El FSLN, un movimiento posicionado claramente hacia la izquierda, era la fuerza guerrillera que había tomado la iniciativa para acabar con la tiranía somocista. Pero Fernando Cardenal enseguida tuvo claro que el marxismo no era incompatible, como se había hecho creer, con el cristianismo. “Marx tiene en su obra ‘El materialismo histórico’ el ateísmo, algo que no podía aceptar como católico, pero en su obra más importante, con la que se jugaba el día a día en la revolución, que es ‘El Capital’, ahí habla contra el capitalismo, y en eso no hay ni una sola idea que yo no pueda aceptar”. FSLN. La primera vez que Cardenal habló con un comandante de la revolución le preguntó qué opinaba sobre las personas creyentes, porque él sabía que “en Cuba, por ejemplo, no se podía ser militante del Partido Comunista y cristiano”.

El comandante le dijo: “A vos no te debe interesar que yo crea que cuando me muera mi cuerpo se vaya a desintegrar en la tierra sin más, ni a mí que vos creás que cuando murás estará la vida eterna. Lo que nos debe interesar es saber si podemos trabajar juntos por una revolución para conseguir una nueva Nicaragua más justa”. Fue el empujón definitivo para que Fernando Cardenal pasara a formar parte del FSLN. Alfabetización. La revolución triunfó el 19 de julio de 1979 y Cardenal fue el responsable de uno de sus logros más celebrados, la Cruzada Nacional de Alfabetización, un proyecto que coordinó y que supuso una reducción radical de las cifras de analfabetismo. “Lo más bello fue la participación de 60,000 jóvenes que se fueron a vivir a las montañas, con los campesinos, viviendo como ellos y con una capacidad de entrega fantástica”.

EU y el Vaticano en los 80

La campaña logró bajar la tasa del 51% de analfabetismo al 12.9% y fue premiada por la Unesco. El Vaticano. La revolución sandinista tuvo un enemigo declarado en EU y otro en el Vaticano. Prueba de ello fue la reprimenda que Juan Pablo II echó en público a su hermano Ernesto Cardenal, en 1983, durante su visita a Nicaragua. “Juan Pablo II tenía mucha desinformación.

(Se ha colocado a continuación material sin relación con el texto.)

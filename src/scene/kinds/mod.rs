//! The closed set of scene types.
//!
//! Each payload lives in a themed submodule and implements [`Scene`]; [`SceneKind`] is
//! the serialized tagged union used in composition files.

/// Diagrams, statistics, charts, timelines and code.
pub mod data;
/// Concepts, steps, metaphors, takeaways and warnings.
pub mod explain;
/// Openers, section dividers and closing screens.
pub mod intro;
/// Bullet lists, comparisons and the recap.
pub mod lists;

pub use data::{
    Annotation, CodeDisplay, Connection, DataBar, DataChart, DiagramFlow, FlowDirection, FlowNode,
    StatHighlight, TimelineNode, TimelineScene,
};
pub use explain::{
    ConceptExplain, HeadingEntrance, KeyTakeaway, Severity, Step, StepSequence, VisualMetaphor,
    WarningCallout,
};
pub use intro::{
    ColdOpen, ColdOpenEntrance, EndLink, EndScreen, HookQuestion, Outro, SectionTitle, TitleIntro,
};
pub use lists::{
    BeforeAfter, BeforeAfterReveal, BulletList, ComparisonSplit, Panel, SideEntrance, SplitSide,
    SummaryRecap,
};

use crate::foundation::core::LocalFrame;
use crate::foundation::error::{ExplainerError, ExplainerResult};
use crate::scene::ctx::SceneCtx;
use crate::scene::frame::{Layer, VisualFrame};

/// A scene payload that can be drawn at any local frame.
pub trait Scene {
    /// Layers at `local`, which is never negative.
    fn layers(&self, ctx: &SceneCtx<'_>, local: LocalFrame) -> Vec<Layer>;

    /// Reject payloads that cannot be drawn meaningfully.
    fn validate(&self) -> ExplainerResult<()> {
        Ok(())
    }
}

/// Every scene type, tagged by `"type"` in JSON.
#[derive(Clone, Debug, PartialEq, serde::Serialize, serde::Deserialize)]
#[serde(tag = "type", rename_all = "snake_case")]
pub enum SceneKind {
    /// Opening question.
    HookQuestion(HookQuestion),
    /// Video title with learning objectives.
    TitleIntro(TitleIntro),
    /// Numbered section divider.
    SectionTitle(SectionTitle),
    /// Heading, paragraph and optional analogy.
    ConceptExplain(ConceptExplain),
    /// Numbered steps.
    StepSequence(StepSequence),
    /// Large icon with an analogy.
    VisualMetaphor(VisualMetaphor),
    /// Highlighted one-liner.
    KeyTakeaway(KeyTakeaway),
    /// Boxes joined by arrows.
    DiagramFlow(DiagramFlow),
    /// Counting number.
    StatHighlight(StatHighlight),
    /// Code card with annotations.
    CodeDisplay(CodeDisplay),
    /// Heading over a bullet list.
    BulletList(BulletList),
    /// Two columns side by side.
    ComparisonSplit(ComparisonSplit),
    /// Pulsing caution box.
    WarningCallout(WarningCallout),
    /// Numbered recap of the video.
    SummaryRecap(SummaryRecap),
    /// Closing call to action.
    EndScreen(EndScreen),
    /// Bold statement before the title.
    ColdOpen(ColdOpen),
    /// Short channel sign-off.
    Outro(Outro),
    /// Before and after panels.
    BeforeAfter(BeforeAfter),
    /// Dots joined along an axis.
    TimelineScene(TimelineScene),
    /// Growing bar chart.
    DataChart(DataChart),
}

impl SceneKind {
    fn as_scene(&self) -> &dyn Scene {
        match self {
            Self::HookQuestion(s) => s,
            Self::TitleIntro(s) => s,
            Self::SectionTitle(s) => s,
            Self::ConceptExplain(s) => s,
            Self::StepSequence(s) => s,
            Self::VisualMetaphor(s) => s,
            Self::KeyTakeaway(s) => s,
            Self::DiagramFlow(s) => s,
            Self::StatHighlight(s) => s,
            Self::CodeDisplay(s) => s,
            Self::BulletList(s) => s,
            Self::ComparisonSplit(s) => s,
            Self::WarningCallout(s) => s,
            Self::SummaryRecap(s) => s,
            Self::EndScreen(s) => s,
            Self::ColdOpen(s) => s,
            Self::Outro(s) => s,
            Self::BeforeAfter(s) => s,
            Self::TimelineScene(s) => s,
            Self::DataChart(s) => s,
        }
    }

    /// Serialized type tag.
    pub fn name(&self) -> &'static str {
        match self {
            Self::HookQuestion(_) => "hook_question",
            Self::TitleIntro(_) => "title_intro",
            Self::SectionTitle(_) => "section_title",
            Self::ConceptExplain(_) => "concept_explain",
            Self::StepSequence(_) => "step_sequence",
            Self::VisualMetaphor(_) => "visual_metaphor",
            Self::KeyTakeaway(_) => "key_takeaway",
            Self::DiagramFlow(_) => "diagram_flow",
            Self::StatHighlight(_) => "stat_highlight",
            Self::CodeDisplay(_) => "code_display",
            Self::BulletList(_) => "bullet_list",
            Self::ComparisonSplit(_) => "comparison_split",
            Self::WarningCallout(_) => "warning_callout",
            Self::SummaryRecap(_) => "summary_recap",
            Self::EndScreen(_) => "end_screen",
            Self::ColdOpen(_) => "cold_open",
            Self::Outro(_) => "outro",
            Self::BeforeAfter(_) => "before_after",
            Self::TimelineScene(_) => "timeline_scene",
            Self::DataChart(_) => "data_chart",
        }
    }

    /// Check the payload, prefixing errors with the scene type.
    pub fn validate(&self) -> ExplainerResult<()> {
        self.as_scene().validate().map_err(|e| match e {
            ExplainerError::Validation(msg) => {
                ExplainerError::validation(format!("{}: {msg}", self.name()))
            }
            other => other,
        })
    }

    /// Draw the scene at `local`.
    ///
    /// Frames before the scene start render like frame 0. The result is normalized so
    /// that equal pictures compare equal.
    pub fn render(&self, ctx: &SceneCtx<'_>, local: LocalFrame) -> VisualFrame {
        let local = LocalFrame(local.0.max(0));
        VisualFrame::with_layers(ctx.canvas, self.as_scene().layers(ctx, local)).normalized()
    }
}

pub(crate) fn require_text(field: &str, value: &str) -> ExplainerResult<()> {
    if value.trim().is_empty() {
        return Err(ExplainerError::validation(format!("{field} must be non-empty")));
    }
    Ok(())
}

pub(crate) fn require_items<T>(field: &str, items: &[T]) -> ExplainerResult<()> {
    if items.is_empty() {
        return Err(ExplainerError::validation(format!(
            "{field} must contain at least one item"
        )));
    }
    Ok(())
}

#[cfg(test)]
#[path = "../../../tests/unit/scene/kinds.rs"]
mod tests;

Habló como si estuviera en Polonia, porque tenía marcada la persecución de los comunistas contra los católicos, pero eso no ocurría en Nicaragua”.

La corrupción del FSLN y los que volverán

Aunque Benedicto XVI no se identifica precisamente con los sectores más progresistas de la Iglesia, Cardenal admite que “aún no se ha metido con la Teología de la Liberación”. Discreto, y sin ganas de polemizar, el jesuita prefiere no pronunciarse respecto a las declaraciones de Ratzinger en África sobre el preservativo, “para no meterme en un problema serio”. La Nicaragua de hoy, en la que el FSLN de Daniel Ortega está en el poder, no tiene mucho que ver con la de los sueños de la revolución. “Cuando se perdieron las elecciones de 1990, algunos comandantes sandinistas se repartieron dinero del Estado para su beneficio. Ahí empezó la corrupción, y hasta ahorita”. Sigue siendo optimista en que Nicaragua vuelva a tener una oportunidad para cumplir los sueños revolucionarios que se truncaron. “Confío en que los jóvenes nicaragüenses volverán a las calles para hacer historia”, concluye.